This is because WM bookings can start on any day of the week. Bookings can start the Monday before Easter (or before), and go through and past Easter. They can also start at other resorts and finish up at the popular resorts.

The difficulty of popular resorts getting booked way before unpopular ones is not a phenomenon limited to WM. It happens in every system - Marriott, Starwood, etc.


----------



## LLW (Feb 27, 2012)

jdunn1 said:


> Wm owners can't trade into any Wyndham unless you were grandfathered in or you buy retail. Any Wyndham owner can trade into wm resorts. *Even for the few wm owners who can trade into Wyndham there are so few room set aside for wm owners that it is not a very likely trade*.

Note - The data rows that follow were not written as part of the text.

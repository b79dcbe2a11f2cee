//! Benchmarks for template tokenizing and rendering.
//!
//! Benchmark targets:
//! - Short template render: <10us
//! - Render scales linearly with placeholder count
//! - Unterminated `{{` runs stay linear

// Criterion macros generate items without docs - this is expected for benchmarks
#![allow(missing_docs)]

use criterion::{BenchmarkId, Criterion, Throughput, criterion_group, criterion_main};
use std::hint::black_box;
use std::time::Duration;

use prompt_setup::rendering::tokenize;
use prompt_setup::{InputDraft, PreviewFormat, PromptTemplate, TemplateRenderer};

// ============================================================================
// Rendering Benchmarks
// ============================================================================

const SHORT_TEMPLATE: &str = "Hello {{name}}, welcome to {{place}}.";

fn draft(count: usize) -> InputDraft {
    (0..count)
        .map(|i| (format!("var{i}"), format!("value number {i}")))
        .collect()
}

fn template(count: usize) -> PromptTemplate {
    let mut source = String::new();
    for i in 0..count {
        source.push_str("Some literal text before ");
        source.push_str(&format!("{{{{var{i}}}}}"));
        source.push_str(" and after. ");
    }
    PromptTemplate::new(source)
}

fn bench_render(c: &mut Criterion) {
    let mut group = c.benchmark_group("render");
    group.measurement_time(Duration::from_secs(5));
    let renderer = TemplateRenderer::new();

    let short = PromptTemplate::new(SHORT_TEMPLATE);
    let values: InputDraft = [("name", "Ava"), ("place", "the lab")].into_iter().collect();
    group.bench_function("short", |b| {
        b.iter(|| renderer.render(black_box(&short), black_box(&values)));
    });

    for format in [PreviewFormat::Markdown, PreviewFormat::Html, PreviewFormat::Json] {
        group.bench_function(format!("short_{format}"), |b| {
            b.iter(|| renderer.render_as(black_box(&short), black_box(&values), format));
        });
    }

    group.finish();
}

fn bench_render_scaling(c: &mut Criterion) {
    let mut group = c.benchmark_group("render_scaling");
    let renderer = TemplateRenderer::new();

    for count in [1_usize, 10, 100, 1000] {
        let template = template(count);
        let values = draft(count);
        group.throughput(Throughput::Bytes(template.as_str().len() as u64));
        group.bench_with_input(BenchmarkId::from_parameter(count), &count, |b, _| {
            b.iter(|| renderer.render(black_box(&template), black_box(&values)));
        });
    }

    group.finish();
}

// ============================================================================
// Tokenizer Benchmarks
// ============================================================================

fn bench_tokenize_unterminated(c: &mut Criterion) {
    let mut group = c.benchmark_group("tokenize_unterminated");

    for size in [100_usize, 1_000, 10_000] {
        let source = "{{abc".repeat(size);
        group.throughput(Throughput::Bytes(source.len() as u64));
        group.bench_with_input(BenchmarkId::from_parameter(size), &source, |b, source| {
            b.iter(|| tokenize(black_box(source)));
        });
    }

    group.finish();
}

criterion_group!(
    benches,
    bench_render,
    bench_render_scaling,
    bench_tokenize_unterminated,
);

criterion_main!(benches);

Wyndham owners have exactly the same number of rooms at WM. The agreement (TEN - the Exchange Network) allows for an even trade. Usually it's one to three rooms each at about a dozen resorts, and just dots on the map to help Wyndham Sales sell. If you ask WVR owners it's not easy to book WMs either, even though the salesmen may tell you otherwise when their lips are moving.

Can Wyndham owners who are not in Club Wyndham exchange through TEN into WM? I am not familiar with the WVR system.


----------



## ronparise (Feb 27, 2012)

jdunn1 said:


> However, I have found booking WM resorts to be very difficult.  The popular resorts and the popular accomdations at the various resorts often get booked by owners who are able to take advantage of a rule within WM that allows owners to book popular weeks before everyone else.  I don't understand the rule completely myself but for example, I wanted to book OceanWalk (Daytona Beach) in a 3 bedroom for Easter week of 2013.  WM has eight 3 bedrooms.  The first day everyone should be able to book those units is March 1st at 9AM, EST (13 months before check-in).  Well, all three bedrooms for OceanWalk are already gone for Easter week, 2013.  The popular views at the WM West Coast get booked before the 13 month reservation window, too.

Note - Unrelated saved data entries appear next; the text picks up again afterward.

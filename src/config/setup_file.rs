//! Setup file: one configuration surface described in TOML.
//!
//! ```toml
//! conversation_name = "Study session"
//! template = "You are a tutor for {{subject}}."
//!
//! [site]
//! title = "Tutor"
//! privacy_policy = "https://example.com/privacy"
//!
//! [flags]
//! public = false
//! can_edit_inputs = true
//!
//! [[variables]]
//! key = "subject"
//! name = "Subject"
//! type = "select"
//! options = ["Math", "Physics"]
//!
//! [saved_inputs]
//! subject = "Math"
//! ```

use serde::Deserialize;
use std::path::Path;

use crate::models::{
    InputDraft, PanelFlags, PromptTemplate, SavedInputs, SiteInfo, VariableSchema,
};
use crate::services::WelcomeControllerBuilder;
use crate::{Error, Result, WelcomeController};

/// Deployment flags as written in a setup file.
#[derive(Debug, Clone, Copy, PartialEq, Eq, Deserialize)]
pub struct SetupFlags {
    /// Public version.
    #[serde(default, alias = "is_public_version")]
    pub public: bool,
    /// The user may edit saved inputs.
    #[serde(default = "default_can_edit")]
    pub can_edit_inputs: bool,
    /// Inputs were already saved; implied by a `[saved_inputs]` table.
    #[serde(default)]
    pub has_saved_inputs: bool,
}

const fn default_can_edit() -> bool {
    true
}

impl Default for SetupFlags {
    fn default() -> Self {
        Self {
            public: false,
            can_edit_inputs: default_can_edit(),
            has_saved_inputs: false,
        }
    }
}

/// A setup surface definition.
#[derive(Debug, Clone, Deserialize)]
pub struct SetupFile {
    /// Site information.
    #[serde(default)]
    pub site: SiteInfo,
    /// Conversation name shown once inputs are saved.
    #[serde(default)]
    pub conversation_name: String,
    /// Deployment flags.
    #[serde(default)]
    pub flags: SetupFlags,
    /// Prompt template.
    #[serde(default)]
    pub template: PromptTemplate,
    /// Variable schema, in display order.
    #[serde(default = "VariableSchema::empty")]
    pub variables: VariableSchema,
    /// Previously saved values.
    #[serde(default)]
    pub saved_inputs: Option<InputDraft>,
}

impl SetupFile {
    /// Parses a setup file from TOML text.
    ///
    /// # Errors
    ///
    /// Returns an error if the text is not valid TOML or the schema is
    /// invalid.
    pub fn from_toml(contents: &str) -> Result<Self> {
        toml::from_str(contents).map_err(|e| Error::OperationFailed {
            operation: "parse_setup_file".to_string(),
            cause: e.to_string(),
        })
    }

    /// Loads a setup file.
    ///
    /// # Errors
    ///
    /// Returns an error if the file cannot be read or parsed.
    pub fn load(path: &Path) -> Result<Self> {
        let contents = std::fs::read_to_string(path).map_err(|e| Error::OperationFailed {
            operation: "read_setup_file".to_string(),
            cause: format!("{}: {e}", path.display()),
        })?;
        Self::from_toml(&contents)
    }

    /// Flags for the core.
    #[must_use]
    pub const fn panel_flags(&self) -> PanelFlags {
        PanelFlags {
            has_saved_inputs: self.flags.has_saved_inputs || self.saved_inputs.is_some(),
            is_public_version: self.flags.public,
            can_edit_inputs: self.flags.can_edit_inputs,
        }
    }

    /// Saved snapshot, if the file has one.
    #[must_use]
    pub fn saved(&self) -> Option<SavedInputs> {
        self.saved_inputs.clone().map(SavedInputs::new)
    }

    /// Controller builder with everything this file describes.
    #[must_use]
    pub fn into_builder(self) -> WelcomeControllerBuilder {
        let flags = self.panel_flags();
        let saved = self.saved();
        let builder = WelcomeController::builder(self.variables, self.template)
            .flags(flags)
            .site(self.site)
            .conversation_name(self.conversation_name);
        match saved {
            Some(saved) => builder.saved_inputs(saved),
            None => builder,
        }
    }
}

What they are doing is booking extra days that  they would call "throw away days"...you can do it too.. Its not a rule, its a trick. If you want to check in March 1st for 7 nights, call in on Feb 26,  13 months in advance and book a 10 day reservation...To save credits you can make what they call a grouped reservation. Make your reservation for 3 days in a studio at any resort and the 7 days where you want them.  Then either give away the first 3 days or just throw them away...It will cost you the wasted credits and a housekeeping token, but you can get what you want that way

Daytona may be a problem anyway..with only 20 units in the building and several hundred thousand worldmark owners thats a lot of possible compitition


----------



## slum808 (Feb 27, 2012)

Right now the WM on Maui are the same way. Because its winter getaway and whale watching season, all the rooms are booked at 13 mo + 1 week. So either you have to burn credits for a whole week in a studio or make it a two week trip and book the first week in someplace you'd like to stay but isn't in high demand. Its not very friendly to the small point owner.


----------



## cotraveller (Feb 27, 2012)

jdunn1 said:


> Wm owners can't trade into any Wyndham unless you were grandfathered in or you buy retail. Any Wyndham owner can trade into wm resorts. Even for the few wm owners who can trade into Wyndham there are so few room set aside for wm owners that it is not a very likely trade.

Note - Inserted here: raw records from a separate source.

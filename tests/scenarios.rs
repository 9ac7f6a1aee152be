//! End-to-end scenarios driving [`imapstress::Client`] against synthetic
//! server replies, without a real socket. Each test plays both sides: it
//! calls the issuing methods to get wire text, then feeds back hand-written
//! response lines through the same parser/router the driving task uses.

use std::rc::Rc;

use imapstress::catalog::{LoginState, State};
use imapstress::client::Client;
use imapstress::config::{Config, UserCredential};
use imapstress::mailbox::storage::StorageRegistry;
use imapstress::mailbox::{FlagchangeDirty, MailFlags, MailboxView};
use imapstress::queue::Callback;
use imapstress::wire::parser::parse_response_line;

fn client_with(config: Config) -> Client {
    let cred = Rc::new(UserCredential {
        username: "alice".into(),
        password: "s3cret".into(),
    });
    Client::new(0, cred, Rc::new(config))
}

/// Drives LOGIN then SELECT to completion the way the binary's driving loop
/// does: `handle_tagged` never creates the view itself, so the caller wires
/// one up from a registry once SELECT reports success.
fn login_and_select(c: &mut Client, reg: &mut StorageRegistry) {
    let wire = c.issue_state(State::Login).unwrap();
    assert!(wire.starts_with("1 LOGIN"));
    let reply = parse_response_line("1 OK LOGIN completed").unwrap();
    let effect = c.handle_tagged(&reply);
    assert!(effect.spawn_more_clients);
    assert_eq!(c.login_state, LoginState::Auth);

    let wire = c.issue_state(State::Select).unwrap();
    assert!(wire.starts_with("2 SELECT"));
    let reply = parse_response_line("2 OK [READ-WRITE] SELECT completed").unwrap();
    let effect = c.handle_tagged(&reply);
    assert!(effect.failure.is_none());
    assert_eq!(c.login_state, LoginState::Selected);
    c.view = Some(MailboxView::new(reg.get_or_create(&c.config.mailbox)));
}

/// Scenario 1: LOGIN, SELECT, FETCH 1:* FLAGS, LOGOUT against a mailbox of
/// 3 messages already `\Seen`. Asserts the view ends up with the exact
/// UIDs the server is modeled as holding and a clean dirty state.
#[test]
fn login_select_fetch_reports_seen_flags() {
    let mut reg = StorageRegistry::new();
    let mut c = client_with(Config {
        random_states: false,
        ..Config::default()
    });

    login_and_select(&mut c, &mut reg);

    // Seed the mailbox the way a real EXISTS/FETCH exchange that precedes
    // our own FETCH would have: three known UIDs, none yet flagged.
    {
        let view = c.view.as_mut().unwrap();
        view.push_known(10);
        view.push_known(20);
        view.push_known(30);
    }

    let wire = c.issue_state(State::Fetch).unwrap();
    assert!(wire.contains("FETCH 1:3 (FLAGS)"));

    for seq in 1..=3u32 {
        let line = parse_response_line(&format!("* {seq} FETCH (FLAGS (\\Seen))")).unwrap();
        c.handle_untagged(&line);
    }
    let reply = parse_response_line("3 OK FETCH completed").unwrap();
    let effect = c.handle_tagged(&reply);
    assert!(effect.failure.is_none());

    let view = c.view.as_ref().unwrap();
    assert_eq!(
        (1..=3).filter_map(|s| view.uid_at_seq(s)).collect::<Vec<_>>(),
        vec![10, 20, 30]
    );
    for seq in 1..=3u32 {
        let meta = view.metadata_at_seq(seq).unwrap();
        assert!(meta.mail_flags.unwrap().contains(MailFlags::SEEN));
        assert_eq!(meta.dirty, FlagchangeDirty::No);
    }

    let wire = c.issue_state(State::Logout).unwrap();
    assert!(wire.contains("LOGOUT"));
    let reply = parse_response_line("4 OK LOGOUT completed").unwrap();
    c.handle_untagged(&parse_response_line("* BYE logging out").unwrap());
    let effect = c.handle_tagged(&reply);
    assert!(!effect.fatal);
    assert_eq!(c.login_state, LoginState::NonAuth);
}

/// Scenario 2: STORE +FLAGS (\Flagged), with the server acknowledging the
/// tagged STORE but never sending an untagged FETCH FLAGS confirmation for
/// one of the addressed messages. STORE Verification (`reply::finish_store`)
/// must flag exactly that message, per `store_verify_seq`'s
/// `"STORE didn't return FETCH FLAGS for seq %u"` case.
#[test]
fn store_verification_catches_unapplied_flag_change() {
    let mut reg = StorageRegistry::new();
    let mut c = client_with(Config {
        random_states: false,
        assign_flag_owners: true,
        ..Config::default()
    });
    login_and_select(&mut c, &mut reg);
    {
        let view = c.view.as_mut().unwrap();
        view.push_known(10);
        view.push_known(20);
        view.push_known(30);
        for seq in 1..=3u32 {
            view.record_fetch_flags(seq, MailFlags::SEEN, &[]);
        }
    }

    let wire = c.issue_state(State::Store).unwrap();
    assert!(wire.contains("STORE 1:3 +FLAGS (\\Flagged)"));

    // seq 1 and 2 confirm the flag landed; seq 3 gets no FETCH at all, so
    // its confirmation never arrives before the tagged STORE completes.
    let line = parse_response_line("* 1 FETCH (FLAGS (\\Seen \\Flagged))").unwrap();
    c.handle_untagged(&line);
    let line = parse_response_line("* 2 FETCH (FLAGS (\\Seen \\Flagged))").unwrap();
    c.handle_untagged(&line);

    let reply = parse_response_line("3 OK STORE completed").unwrap();
    let effect = c.handle_tagged(&reply);

    let failure = effect.failure.expect("missing FETCH confirmation should be reported");
    assert!(failure.contains("seq 3"));
}

/// Scenario 3: with LITERAL+ and MULTIAPPEND negotiated, the APPEND driver
/// should produce one continuation-free opening slice, and once the
/// planner still has another APPEND queued, a chained follow-on slice
/// closes with a bare `\r\n` (mirroring `queue_append`'s binary-side loop).
#[test]
fn multiappend_with_literal_plus_chains_without_continuation() {
    use imapstress::capabilities::Capabilities;
    use imapstress::source::SyntheticSource;

    let mut c = client_with(Config::default());
    c.login_state = LoginState::Selected;
    c.capabilities = Capabilities::LITERAL_PLUS | Capabilities::MULTIAPPEND;
    c.plan.push_back(State::Append);

    let mut source = SyntheticSource::new();
    let opening = c.build_append_slice(&mut source, false);
    assert!(!opening.needs_continuation);
    assert!(opening.prefix.starts_with("APPEND \"INBOX\""));
    assert!(opening.prefix.contains("+}"));
    c.append_slice_written();

    assert!(c.append_should_chain());
    let chained = c.build_append_slice(&mut source, true);
    assert!(chained.prefix.starts_with(" (\\Seen)"));
    assert!(!chained.needs_continuation);
    c.append_slice_written();

    c.plan.clear();
    assert!(!c.append_should_chain());
    c.append_finish();
    assert!(!c.append_unfinished);
    assert!(!c.append_mid_upload);
}

/// Scenario 4: COPY against a missing mailbox gets `NO [TRYCREATE]`; the
/// router hands back a CREATE follow-up, and re-issuing COPY afterward
/// succeeds.
#[test]
fn copy_trycreate_recovers_with_create_then_retry() {
    let mut reg = StorageRegistry::new();
    let mut c = client_with(Config {
        copy_dest: "Archive".into(),
        ..Config::default()
    });
    login_and_select(&mut c, &mut reg);
    c.view.as_mut().unwrap().push_known(10);

    let wire = c.issue_state(State::Copy).unwrap();
    assert!(wire.contains("COPY 1:1 \"Archive\""));
    let reply = parse_response_line("3 NO [TRYCREATE] no such mailbox").unwrap();
    let effect = c.handle_tagged(&reply);
    assert_eq!(effect.follow_up.as_deref(), Some("CREATE \"Archive\"\r\n"));

    let (_, create_wire) = c.queue.send("CREATE \"Archive\"", State::MCreate, None, Callback::StateDefault);
    assert_eq!(create_wire, "4 CREATE \"Archive\"\r\n");
    let reply = parse_response_line("4 OK CREATE completed").unwrap();
    let effect = c.handle_tagged(&reply);
    assert!(effect.failure.is_none());

    let wire = c.issue_state(State::Copy).unwrap();
    assert!(wire.contains("COPY 1:1 \"Archive\""));
    let reply = parse_response_line("5 OK COPY completed").unwrap();
    let effect = c.handle_tagged(&reply);
    assert!(effect.failure.is_none());
}

/// Scenario 5: a UIDVALIDITY change between two SELECTs on the same
/// mailbox storage is detected and the storage's value is updated to the
/// new one (tracking is on by default).
#[test]
fn uidvalidity_change_between_selects_updates_storage() {
    let mut reg = StorageRegistry::new();
    let mut c = client_with(Config::default());
    login_and_select(&mut c, &mut reg);

    let first = parse_response_line("* OK [UIDVALIDITY 1000] ok").unwrap();
    c.handle_untagged(&first);
    assert_eq!(c.view.as_ref().unwrap().storage.borrow().uidvalidity, 1000);

    // Client disconnects and a fresh SELECT against the same storage
    // reports a different UIDVALIDITY.
    c.login_state = LoginState::Auth;
    let wire = c.issue_state(State::Select).unwrap();
    assert!(wire.starts_with("3 SELECT"));
    let reply = parse_response_line("3 OK [READ-WRITE] SELECT completed").unwrap();
    c.handle_tagged(&reply);
    c.login_state = LoginState::Selected;

    let second = parse_response_line("* OK [UIDVALIDITY 2000] ok").unwrap();
    c.handle_untagged(&second);
    assert_eq!(c.view.as_ref().unwrap().storage.borrow().uidvalidity, 2000);
}

/// Scenario 6: pipelining guard. With STORE (a `MSGSET` state) and SELECT
/// (a `STATECHANGE` state touching SELECTED) both queued in the lookahead
/// buffer, only STORE may be issued this round; SELECT stays buffered
/// until STORE's reply clears the in-flight overlap.
#[test]
fn pipelining_guard_blocks_statechange_behind_msgset() {
    let mut reg = StorageRegistry::new();
    let mut c = client_with(Config {
        random_states: false,
        ..Config::default()
    });
    login_and_select(&mut c, &mut reg);
    c.view.as_mut().unwrap().push_known(10);

    c.plan.clear();
    c.plan.push_back(State::Store);
    c.plan.push_back(State::Select);

    let issued = c.plan_send_more_commands();
    let states: Vec<State> = issued.iter().map(|(s, _)| *s).collect();
    assert_eq!(states, vec![State::Store]);
    assert_eq!(c.queue.len(), 1);
    assert_eq!(c.plan.front(), Some(&State::Select));

    let reply = parse_response_line("3 OK STORE completed").unwrap();
    c.handle_tagged(&reply);

    let issued = c.plan_send_more_commands();
    let states: Vec<State> = issued.iter().map(|(s, _)| *s).collect();
    assert_eq!(states, vec![State::Select]);
}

True, only WorldMark accounts purchased prior to November, 2006 or TravelShare accounts upgraded or purchased through Wyndham, have direct access to Wyndham resorts or other resorts in The Exchange Network.  An account purchased resale after November, 2006 will not be able to book the Wyndham resorts with WorldMark credits.  

As for the numbers, the Auditors report of The Exchange Network agreement reported that as of December 31, 2010 there were 246,183 WorldMark owners who were eligible to participate.  That's around 98% of the total of 250,334 WorldMark owners at that time. The total ownership has seen further declines since then, but I suspect the percentage of TEN eligible owners is about the same.

As both I and LLW have pointed out, neither system has an advantage over the other as far as the number of units available.  There are an equal number of units in each system that are available for booking by owners of the other system. The number of units may be small, but it is still possible to find availability.  We enjoyed a nice 5 night stay at Wyndham Nashville a few years ago, booked with WorldMark credits from our grandfathered account.


----------



## ronparise (Feb 27, 2012)

From what i see in Worldmark, the problem is that nearly everything is sold

if Worldmark was a 10 unit building on the ocean 500 owners would represent a sold out status...sure everyone would get a week, but only  a 10  can get July 4th weekend

I think Worldmark is nearly sold out, and everyone wants that week in july


----------



## LLW (Feb 27, 2012)

ronparise said:


> From what i see in Worldmark, the problem is that nearly everything is sold
> 
> if Worldmark was a 10 unit building on the ocean 500 owners would represent a sold out status...sure everyone would get a week, but only  a 10  can get July 4th weekend
> 
> I think Worldmark is nearly sold out, and everyone wants that week in july



Actually, according to the latest Independent Auditor's Report accessible by all owners (12-31-10 - 2011 Financials will be available in April or May), about 15% of the total credits in WM are developer credits - unsold or delinquent accounts. So WM is not nearly sold out.

That is in addition to the owners who let their credits expire without using them, but keep paying maintenance dues (without them, it would be much different). Also in addition to the weeks allowed for Bonus Times and maintenance weeks (Trendwest sold only 48 weeks in a year; Wyndham sells 50).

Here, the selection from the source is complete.